• [The records]:
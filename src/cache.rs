// src/cache.rs

//! Memoization of dependency lookups.
//!
//! Entries are keyed by a blake3 digest of `(model id, params)` and carry the
//! model's generation at insertion time. A completion (or failure) event for
//! the model bumps its generation, which drops every entry for it regardless
//! of TTL.

use std::collections::HashMap;
use std::sync::{Arc, Weak};
use std::time::Duration;

use parking_lot::Mutex;
use tokio::time::Instant;
use tracing::{debug, trace};

use crate::engine::{EventCoordinator, EventKind, ModelEvent, SubscriptionId};
use crate::types::ModelId;

/// Compute the cache key for a model id and a parameter signature.
pub fn cache_key(model: &str, params: &str) -> blake3::Hash {
    let mut hasher = blake3::Hasher::new();
    hasher.update(model.as_bytes());
    hasher.update(&[0]);
    hasher.update(params.as_bytes());
    hasher.finalize()
}

#[derive(Debug)]
struct CacheEntry<V> {
    model: ModelId,
    value: V,
    generation: u64,
    expires_at: Instant,
}

#[derive(Debug)]
struct CacheState<V> {
    entries: HashMap<blake3::Hash, CacheEntry<V>>,
    generations: HashMap<ModelId, u64>,
}

impl<V> Default for CacheState<V> {
    fn default() -> Self {
        Self {
            entries: HashMap::new(),
            generations: HashMap::new(),
        }
    }
}

impl<V> CacheState<V> {
    fn generation_of(&self, model: &str) -> u64 {
        self.generations.get(model).copied().unwrap_or(0)
    }
}

#[derive(Debug)]
pub struct ExecutionCache<V> {
    state: Mutex<CacheState<V>>,
}

impl<V> Default for ExecutionCache<V> {
    fn default() -> Self {
        Self {
            state: Mutex::new(CacheState::default()),
        }
    }
}

impl<V: Clone> ExecutionCache<V> {
    pub fn new() -> Self {
        Self::default()
    }

    /// Look up a live entry. Expired or superseded entries are evicted.
    pub fn get(&self, model: &str, params: &str) -> Option<V> {
        let key = cache_key(model, params);
        let mut state = self.state.lock();
        let current_generation = state.generation_of(model);

        let live = match state.entries.get(&key) {
            Some(entry) => {
                entry.generation == current_generation && entry.expires_at > Instant::now()
            }
            None => return None,
        };

        if live {
            trace!(model, "cache hit");
            state.entries.get(&key).map(|e| e.value.clone())
        } else {
            trace!(model, "cache entry expired");
            state.entries.remove(&key);
            None
        }
    }

    pub fn put(&self, model: &str, params: &str, value: V, ttl: Duration) {
        let key = cache_key(model, params);
        let mut state = self.state.lock();
        let generation = state.generation_of(model);
        state.entries.insert(
            key,
            CacheEntry {
                model: model.to_string(),
                value,
                generation,
                expires_at: Instant::now() + ttl,
            },
        );
    }

    /// Drop every entry for `model` and bump its generation.
    pub fn invalidate_model(&self, model: &str) {
        let mut state = self.state.lock();
        *state.generations.entry(model.to_string()).or_insert(0) += 1;
        let before = state.entries.len();
        state.entries.retain(|_, e| e.model != model);
        debug!(
            model,
            dropped = before - state.entries.len(),
            "invalidated cache entries"
        );
    }

    pub fn len(&self) -> usize {
        self.state.lock().entries.len()
    }

    pub fn is_empty(&self) -> bool {
        self.len() == 0
    }
}

impl<V: Clone + Send + 'static> ExecutionCache<V> {
    /// Invalidate entries on `ModelCompleted` and `ModelFailed` events.
    ///
    /// The subscriptions hold only a weak reference; once the cache is
    /// dropped they become no-ops.
    pub fn attach(self: &Arc<Self>, bus: &EventCoordinator) -> Vec<SubscriptionId> {
        [EventKind::ModelCompleted, EventKind::ModelFailed]
            .into_iter()
            .map(|kind| {
                let weak: Weak<Self> = Arc::downgrade(self);
                bus.subscribe(kind, move |event: &ModelEvent| {
                    if let Some(cache) = weak.upgrade() {
                        cache.invalidate_model(event.model());
                    }
                    Ok(())
                })
            })
            .collect()
    }
}
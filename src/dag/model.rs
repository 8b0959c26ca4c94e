// src/dag/model.rs

//! Static model declarations.

use std::collections::BTreeSet;
use std::time::Duration;

use crate::engine::ResourceVector;
use crate::types::{ModelId, ModelKind};

/// Default freshness window for upstream data.
pub const DEFAULT_STALENESS_THRESHOLD: Duration = Duration::from_secs(24 * 60 * 60);

/// Default upper bound on a single execution.
pub const DEFAULT_MAX_EXECUTION_TIME: Duration = Duration::from_secs(60 * 60);

/// A registered transformation model. Immutable once registered.
#[derive(Debug, Clone, PartialEq)]
pub struct Model {
    pub id: ModelId,
    pub kind: ModelKind,
    /// Upstream models that must be ready before this one may run.
    pub dependencies: BTreeSet<ModelId>,
    pub resources: ResourceVector,
    /// Higher runs first when several requests compete for capacity.
    pub priority: i32,
    /// How old a dependency's last successful run may be.
    pub staleness_threshold: Duration,
    /// Minimum rows each dependency must have produced.
    pub min_rows: u64,
    pub max_execution_time: Duration,
    /// Shell command executed by the command runner, if any.
    pub command: Option<String>,
    /// Regex with one capture group extracting the produced row count from
    /// the command's stdout.
    pub rows_pattern: Option<String>,
}

impl Model {
    pub fn new(id: impl Into<ModelId>, kind: ModelKind) -> Self {
        Self {
            id: id.into(),
            kind,
            dependencies: BTreeSet::new(),
            resources: ResourceVector::ZERO,
            priority: 0,
            staleness_threshold: DEFAULT_STALENESS_THRESHOLD,
            min_rows: 0,
            max_execution_time: DEFAULT_MAX_EXECUTION_TIME,
            command: None,
            rows_pattern: None,
        }
    }

    pub fn declarative(id: impl Into<ModelId>) -> Self {
        Self::new(id, ModelKind::Declarative)
    }

    pub fn procedural(id: impl Into<ModelId>) -> Self {
        Self::new(id, ModelKind::Procedural)
    }

    pub fn depends_on(mut self, dep: impl Into<ModelId>) -> Self {
        self.dependencies.insert(dep.into());
        self
    }

    pub fn with_resources(mut self, resources: ResourceVector) -> Self {
        self.resources = resources;
        self
    }

    pub fn with_priority(mut self, priority: i32) -> Self {
        self.priority = priority;
        self
    }

    pub fn with_staleness_threshold(mut self, threshold: Duration) -> Self {
        self.staleness_threshold = threshold;
        self
    }

    pub fn with_min_rows(mut self, min_rows: u64) -> Self {
        self.min_rows = min_rows;
        self
    }

    pub fn with_max_execution_time(mut self, limit: Duration) -> Self {
        self.max_execution_time = limit;
        self
    }

    pub fn with_command(mut self, command: impl Into<String>) -> Self {
        self.command = Some(command.into());
        self
    }

    pub fn with_rows_pattern(mut self, pattern: impl Into<String>) -> Self {
        self.rows_pattern = Some(pattern.into());
        self
    }
}
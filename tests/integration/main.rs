mod config_pipeline;
mod error_handling;
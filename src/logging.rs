// src/logging.rs

//! Logging setup for `modeldag` using `tracing` + `tracing-subscriber`.
//!
//! Priority for determining the log level:
//! 1. `--log-level` CLI flag (if provided)
//! 2. `MODELDAG_LOG` environment variable (e.g. "info", "debug")
//! 3. default to `info`
//!
//! Logs are sent to STDERR so that stdout carries only the run report.

use anyhow::Result;
use tracing_subscriber::fmt;

use crate::cli::LogLevel;

/// Initialise global logging subscriber.
///
/// Call once at startup; a second call returns an error.
pub fn init_logging(cli_level: Option<LogLevel>) -> Result<()> {
    let level = match cli_level {
        Some(lvl) => level_from_log_level(lvl),
        None => std::env::var("MODELDAG_LOG")
            .ok()
            .and_then(|s| parse_level_str(&s))
            .unwrap_or(tracing::Level::INFO),
    };

    fmt()
        .with_max_level(level)
        .with_target(true)
        .with_thread_ids(false)
        .with_thread_names(false)
        .with_writer(std::io::stderr)
        .try_init()
        .map_err(|e| anyhow::anyhow!("failed to initialise logging: {e}"))?;

    Ok(())
}

fn level_from_log_level(lvl: LogLevel) -> tracing::Level {
    match lvl {
        LogLevel::Error => tracing::Level::ERROR,
        LogLevel::Warn => tracing::Level::WARN,
        LogLevel::Info => tracing::Level::INFO,
        LogLevel::Debug => tracing::Level::DEBUG,
        LogLevel::Trace => tracing::Level::TRACE,
    }
}

fn parse_level_str(s: &str) -> Option<tracing::Level> {
    match s.trim().to_lowercase().as_str() {
        "error" => Some(tracing::Level::ERROR),
        "warn" | "warning" => Some(tracing::Level::WARN),
        "info" => Some(tracing::Level::INFO),
        "debug" => Some(tracing::Level::DEBUG),
        "trace" => Some(tracing::Level::TRACE),
        _ => None,
    }
}

#[cfg(test)]
mod tests {
    use super::*;

    #[test]
    fn env_level_strings() {
        assert_eq!(parse_level_str(" Warning "), Some(tracing::Level::WARN));
        assert_eq!(parse_level_str("TRACE"), Some(tracing::Level::TRACE));
        assert_eq!(parse_level_str("loud"), None);
        assert_eq!(level_from_log_level(LogLevel::Debug), tracing::Level::DEBUG);
    }
}
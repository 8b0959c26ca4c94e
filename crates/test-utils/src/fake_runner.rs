use std::collections::HashMap;
use std::future::Future;
use std::pin::Pin;
use std::sync::atomic::{AtomicUsize, Ordering};
use std::sync::{Arc, Mutex};
use std::time::Duration;

use tokio::sync::oneshot;
use modeldag::engine::RunOutcome;
use modeldag::errors::{ModeldagError, Result};
use modeldag::exec::{RunContext, Runner};
use modeldag::types::ModelId;

/// What the fake does when asked to execute a model.
#[derive(Debug, Clone, PartialEq, Eq)]
pub enum Script {
    /// Succeed with this many rows.
    Succeed(u64),
    /// Run, then report an unsuccessful outcome with this message.
    Fail(String),
    /// The runner itself errors.
    Error(String),
    /// Never finish on its own; only cancellation or a timeout ends it.
    HangUntilCancelled,
}

/// A runner that never spawns processes:
/// - outcomes and delays are scripted per model
/// - records which models were executed, in start order
/// - tracks how many executions overlap (concurrency probe)
/// - records every cancellation request it receives.
#[derive(Default)]
pub struct FakeRunner {
    scripts: Mutex<HashMap<ModelId, Script>>,
    delays: Mutex<HashMap<ModelId, Duration>>,
    default_delay: Mutex<Duration>,
    executed: Mutex<Vec<ModelId>>,
    cancel_requests: Mutex<Vec<ModelId>>,
    cancels: Mutex<HashMap<ModelId, oneshot::Sender<()>>>,
    running: AtomicUsize,
    peak: AtomicUsize,
}

impl FakeRunner {
    /// Every model succeeds immediately with 100 rows unless scripted.
    pub fn new() -> Self {
        Self::default()
    }

    pub fn script(self, model: &str, script: Script) -> Self {
        self.scripts.lock().unwrap().insert(model.to_string(), script);
        self
    }

    pub fn fail(self, model: &str, message: &str) -> Self {
        self.script(model, Script::Fail(message.to_string()))
    }

    pub fn rows(self, model: &str, rows: u64) -> Self {
        self.script(model, Script::Succeed(rows))
    }

    pub fn hang(self, model: &str) -> Self {
        self.script(model, Script::HangUntilCancelled)
    }

    pub fn delay(self, model: &str, delay: Duration) -> Self {
        self.delays.lock().unwrap().insert(model.to_string(), delay);
        self
    }

    pub fn default_delay(self, delay: Duration) -> Self {
        *self.default_delay.lock().unwrap() = delay;
        self
    }

    pub fn into_arc(self) -> Arc<Self> {
        Arc::new(self)
    }

    /// Models in the order their executions started.
    pub fn executed(&self) -> Vec<ModelId> {
        self.executed.lock().unwrap().clone()
    }

    pub fn was_executed(&self, model: &str) -> bool {
        self.executed.lock().unwrap().iter().any(|m| m == model)
    }

    pub fn cancel_requests(&self) -> Vec<ModelId> {
        self.cancel_requests.lock().unwrap().clone()
    }

    /// Executions in progress right now.
    pub fn running(&self) -> usize {
        self.running.load(Ordering::SeqCst)
    }

    /// Most executions that were ever in progress at once.
    pub fn peak_concurrency(&self) -> usize {
        self.peak.load(Ordering::SeqCst)
    }

    fn script_for(&self, model: &str) -> (Script, Duration) {
        let script = self
            .scripts
            .lock()
            .unwrap()
            .get(model)
            .cloned()
            .unwrap_or(Script::Succeed(100));
        let delay = self
            .delays
            .lock()
            .unwrap()
            .get(model)
            .copied()
            .unwrap_or(*self.default_delay.lock().unwrap());
        (script, delay)
    }
}

/// Keeps the counters right even when the execute future is dropped by a
/// timeout.
struct RunningGuard<'a> {
    runner: &'a FakeRunner,
    model: ModelId,
}

impl Drop for RunningGuard<'_> {
    fn drop(&mut self) {
        self.runner.cancels.lock().unwrap().remove(&self.model);
        self.runner.running.fetch_sub(1, Ordering::SeqCst);
    }
}

async fn play(model: &str, script: Script, delay: Duration) -> Result<RunOutcome> {
    if !delay.is_zero() {
        tokio::time::sleep(delay).await;
    }
    match script {
        Script::Succeed(rows) => Ok(RunOutcome::succeeded(rows)),
        Script::Fail(message) => Ok(RunOutcome::failed(message)),
        Script::Error(message) => Err(ModeldagError::Runner {
            model: model.to_string(),
            message,
        }),
        Script::HangUntilCancelled => std::future::pending().await,
    }
}

impl Runner for FakeRunner {
    fn execute(
        &self,
        ctx: RunContext,
    ) -> Pin<Box<dyn Future<Output = Result<RunOutcome>> + Send + '_>> {
        Box::pin(async move {
            let (script, delay) = self.script_for(&ctx.model);
            let (tx, rx) = oneshot::channel();

            self.executed.lock().unwrap().push(ctx.model.clone());
            self.cancels.lock().unwrap().insert(ctx.model.clone(), tx);
            let now = self.running.fetch_add(1, Ordering::SeqCst) + 1;
            self.peak.fetch_max(now, Ordering::SeqCst);
            let _guard = RunningGuard {
                runner: self,
                model: ctx.model.clone(),
            };

            tokio::select! {
                _ = rx => Ok(RunOutcome::cancelled()),
                result = play(&ctx.model, script, delay) => result,
            }
        })
    }

    fn cancel(&self, model: &str) -> Pin<Box<dyn Future<Output = bool> + Send + '_>> {
        self.cancel_requests.lock().unwrap().push(model.to_string());
        let sender = self.cancels.lock().unwrap().remove(model);
        Box::pin(async move {
            match sender {
                Some(tx) => tx.send(()).is_ok(),
                None => false,
            }
        })
    }
}
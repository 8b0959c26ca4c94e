// src/dag/graph.rs

use std::collections::{BTreeMap, BTreeSet, VecDeque};

use petgraph::algo::tarjan_scc;
use petgraph::graphmap::DiGraphMap;
use tracing::debug;

use crate::errors::{ModeldagError, Result};
use crate::types::ModelId;

/// Collects model registrations before the graph is validated.
///
/// Dependencies may reference models that are registered later; unknown
/// references are only reported by [`DagBuilder::build`].
#[derive(Debug, Clone, Default)]
pub struct DagBuilder {
    nodes: BTreeMap<ModelId, BTreeSet<ModelId>>,
}

impl DagBuilder {
    pub fn new() -> Self {
        Self::default()
    }

    /// Register a model and its direct dependencies.
    pub fn add_model<I, S>(&mut self, id: impl Into<ModelId>, deps: I) -> Result<()>
    where
        I: IntoIterator<Item = S>,
        S: Into<ModelId>,
    {
        let id = id.into();
        if self.nodes.contains_key(&id) {
            return Err(ModeldagError::DuplicateModel(id));
        }
        let deps = deps.into_iter().map(Into::into).collect();
        self.nodes.insert(id, deps);
        Ok(())
    }

    pub fn contains(&self, id: &str) -> bool {
        self.nodes.contains_key(id)
    }

    pub fn len(&self) -> usize {
        self.nodes.len()
    }

    pub fn is_empty(&self) -> bool {
        self.nodes.is_empty()
    }

    /// Validate the registrations and compute topological levels with Kahn's
    /// algorithm.
    ///
    /// Level `n` holds every model whose dependencies all sit in levels
    /// `< n`; models inside a level are ordered by id.
    pub fn build(&self) -> Result<DagGraph> {
        for (model, deps) in &self.nodes {
            if let Some(dep) = deps.iter().find(|d| !self.nodes.contains_key(*d)) {
                return Err(ModeldagError::UnknownDependency {
                    model: model.clone(),
                    dependency: dep.clone(),
                });
            }
        }

        let mut nodes: BTreeMap<ModelId, DagNode> = self
            .nodes
            .iter()
            .map(|(id, deps)| {
                (
                    id.clone(),
                    DagNode {
                        deps: deps.iter().cloned().collect(),
                        dependents: Vec::new(),
                        level: 0,
                    },
                )
            })
            .collect();

        for (id, deps) in &self.nodes {
            for dep in deps {
                if let Some(dep_node) = nodes.get_mut(dep) {
                    dep_node.dependents.push(id.clone());
                }
            }
        }

        let mut in_degree: BTreeMap<&str, usize> = self
            .nodes
            .iter()
            .map(|(id, deps)| (id.as_str(), deps.len()))
            .collect();

        let mut levels: Vec<Vec<ModelId>> = Vec::new();
        let mut current: Vec<ModelId> = in_degree
            .iter()
            .filter(|(_, degree)| **degree == 0)
            .map(|(id, _)| id.to_string())
            .collect();
        let mut placed = 0usize;

        while !current.is_empty() {
            let mut next = Vec::new();
            for id in &current {
                for dependent in &self.dependents_of(&nodes, id) {
                    if let Some(degree) = in_degree.get_mut(dependent.as_str()) {
                        *degree -= 1;
                        if *degree == 0 {
                            next.push(dependent.clone());
                        }
                    }
                }
            }
            placed += current.len();
            next.sort();
            levels.push(std::mem::replace(&mut current, next));
        }

        if placed < self.nodes.len() {
            let remaining: Vec<&str> = in_degree
                .iter()
                .filter(|(_, degree)| **degree > 0)
                .map(|(id, _)| *id)
                .collect();
            return Err(self.cycle_error(&remaining));
        }

        for (index, level) in levels.iter().enumerate() {
            for id in level {
                if let Some(node) = nodes.get_mut(id) {
                    node.level = index;
                }
            }
        }

        debug!(
            models = nodes.len(),
            levels = levels.len(),
            "built model DAG"
        );

        Ok(DagGraph { nodes, levels })
    }

    fn dependents_of(&self, nodes: &BTreeMap<ModelId, DagNode>, id: &str) -> Vec<ModelId> {
        nodes
            .get(id)
            .map(|n| n.dependents.clone())
            .unwrap_or_default()
    }

    /// Kahn's algorithm leaves behind every model on a cycle plus everything
    /// downstream of one; strongly connected components pick out an actual
    /// cycle to report.
    fn cycle_error(&self, remaining: &[&str]) -> ModeldagError {
        let mut graph: DiGraphMap<&str, ()> = DiGraphMap::new();
        for id in remaining {
            graph.add_node(*id);
        }
        for id in remaining {
            if let Some(deps) = self.nodes.get(*id) {
                for dep in deps {
                    if graph.contains_node(dep.as_str()) {
                        graph.add_edge(dep.as_str(), *id, ());
                    }
                }
            }
        }

        let mut cycles: Vec<Vec<ModelId>> = tarjan_scc(&graph)
            .into_iter()
            .filter(|scc| scc.len() > 1 || scc.iter().any(|n| graph.contains_edge(*n, *n)))
            .map(|scc| {
                let mut members: Vec<ModelId> = scc.iter().map(|s| s.to_string()).collect();
                members.sort();
                members
            })
            .collect();
        cycles.sort();

        let members = cycles
            .into_iter()
            .next()
            .unwrap_or_else(|| remaining.iter().map(|s| s.to_string()).collect());
        let model = members.first().cloned().unwrap_or_default();

        ModeldagError::Cycle { model, members }
    }
}

/// Internal node structure: stores immediate deps and dependents.
#[derive(Debug, Clone)]
struct DagNode {
    deps: Vec<ModelId>,
    dependents: Vec<ModelId>,
    level: usize,
}

/// Validated, immutable model DAG with its topological levels.
///
/// Any change in topology requires registering the models again and
/// building a fresh graph.
#[derive(Debug, Clone)]
pub struct DagGraph {
    nodes: BTreeMap<ModelId, DagNode>,
    levels: Vec<Vec<ModelId>>,
}

impl DagGraph {
    /// All model ids, in id order.
    pub fn models(&self) -> impl Iterator<Item = &str> {
        self.nodes.keys().map(|s| s.as_str())
    }

    pub fn contains(&self, id: &str) -> bool {
        self.nodes.contains_key(id)
    }

    pub fn len(&self) -> usize {
        self.nodes.len()
    }

    pub fn is_empty(&self) -> bool {
        self.nodes.is_empty()
    }

    pub fn levels(&self) -> &[Vec<ModelId>] {
        &self.levels
    }

    pub fn level_of(&self, id: &str) -> Option<usize> {
        self.nodes.get(id).map(|n| n.level)
    }

    /// Immediate dependencies of a model.
    pub fn dependencies_of(&self, id: &str) -> &[ModelId] {
        self.nodes
            .get(id)
            .map(|n| n.deps.as_slice())
            .unwrap_or(&[])
    }

    /// Immediate dependents of a model (models listing it as a dependency).
    pub fn dependents_of(&self, id: &str) -> &[ModelId] {
        self.nodes
            .get(id)
            .map(|n| n.dependents.as_slice())
            .unwrap_or(&[])
    }

    /// Every model reachable downstream of `id`, excluding `id` itself.
    pub fn transitive_dependents(&self, id: &str) -> BTreeSet<ModelId> {
        let mut seen = BTreeSet::new();
        let mut queue: VecDeque<&str> = VecDeque::from([id]);

        while let Some(current) = queue.pop_front() {
            for dependent in self.dependents_of(current) {
                if seen.insert(dependent.clone()) {
                    queue.push_back(dependent.as_str());
                }
            }
        }

        seen
    }
}
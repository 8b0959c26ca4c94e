// src/config/validate.rs

use regex::Regex;

use crate::config::model::{ConfigFile, RawConfigFile, parse_duration};
use crate::dag::DagBuilder;
use crate::errors::{ModeldagError, Result};

impl TryFrom<RawConfigFile> for ConfigFile {
    type Error = crate::errors::ModeldagError;

    fn try_from(raw: RawConfigFile) -> std::result::Result<Self, Self::Error> {
        validate_raw_config(&raw)?;
        Ok(ConfigFile::new_unchecked(raw.config, raw.pool, raw.model))
    }
}

/// Run every semantic check on a parsed (but unvalidated) config.
pub fn validate_raw_config(cfg: &RawConfigFile) -> Result<()> {
    ensure_has_models(cfg)?;
    validate_global_config(cfg)?;
    validate_pool(cfg)?;
    validate_models(cfg)?;
    validate_dag(cfg)?;
    Ok(())
}

fn ensure_has_models(cfg: &RawConfigFile) -> Result<()> {
    if cfg.model.is_empty() {
        return Err(ModeldagError::ConfigError(
            "config must contain at least one [model.<id>] section".to_string(),
        ));
    }
    Ok(())
}

fn validate_global_config(cfg: &RawConfigFile) -> Result<()> {
    if cfg.config.max_parallel_models == 0 {
        return Err(ModeldagError::ConfigError(
            "[config].max_parallel_models must be >= 1 (got 0)".to_string(),
        ));
    }
    parse_duration(&cfg.config.metadata_cache_ttl).map_err(|e| {
        ModeldagError::ConfigError(format!("[config].metadata_cache_ttl: {e}"))
    })?;
    Ok(())
}

fn validate_pool(cfg: &RawConfigFile) -> Result<()> {
    if cfg.pool.memory_mb == 0 {
        return Err(ModeldagError::ConfigError(
            "[pool].memory_mb must be > 0".to_string(),
        ));
    }
    if cfg.pool.cpu_cores == 0 {
        return Err(ModeldagError::ConfigError(
            "[pool].cpu_cores must be > 0".to_string(),
        ));
    }
    Ok(())
}

const MODEL_ID_PATTERN: &str = r"^[A-Za-z_][A-Za-z0-9_.-]*$";

fn validate_models(cfg: &RawConfigFile) -> Result<()> {
    let id_re = Regex::new(MODEL_ID_PATTERN)
        .map_err(|e| ModeldagError::ConfigError(format!("invalid model id pattern: {e}")))?;

    for (id, model) in &cfg.model {
        if !id_re.is_match(id) {
            return Err(ModeldagError::ConfigError(format!(
                "invalid model id '{}': must start with a letter or '_' and contain only letters, digits, '_', '.' or '-'",
                id
            )));
        }

        model
            .staleness_threshold()
            .map_err(|e| ModeldagError::ConfigError(format!("model '{id}' staleness: {e}")))?;

        let limit = model.execution_limit().map_err(|e| {
            ModeldagError::ConfigError(format!("model '{id}' max_execution_time: {e}"))
        })?;
        if limit.is_zero() {
            return Err(ModeldagError::ConfigError(format!(
                "model '{}' max_execution_time must be > 0",
                id
            )));
        }

        if let Some(pattern) = &model.rows_pattern {
            let re = Regex::new(pattern).map_err(|e| {
                ModeldagError::ConfigError(format!(
                    "model '{}' has an invalid rows_pattern '{}': {}",
                    id, pattern, e
                ))
            })?;
            if re.captures_len() < 2 {
                return Err(ModeldagError::ConfigError(format!(
                    "model '{}' rows_pattern '{}' needs a capture group for the row count",
                    id, pattern
                )));
            }
        }
    }
    Ok(())
}

/// Unknown references and cycles are reported with the same errors the
/// pipeline builder uses.
fn validate_dag(cfg: &RawConfigFile) -> Result<()> {
    let mut builder = DagBuilder::new();
    for (id, model) in &cfg.model {
        builder.add_model(id.as_str(), model.after.iter().map(String::as_str))?;
    }
    builder.build()?;
    Ok(())
}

• [Exercise brief]: Among the lines above, count those containing "once", and give only the number.

• [Written reply]: 4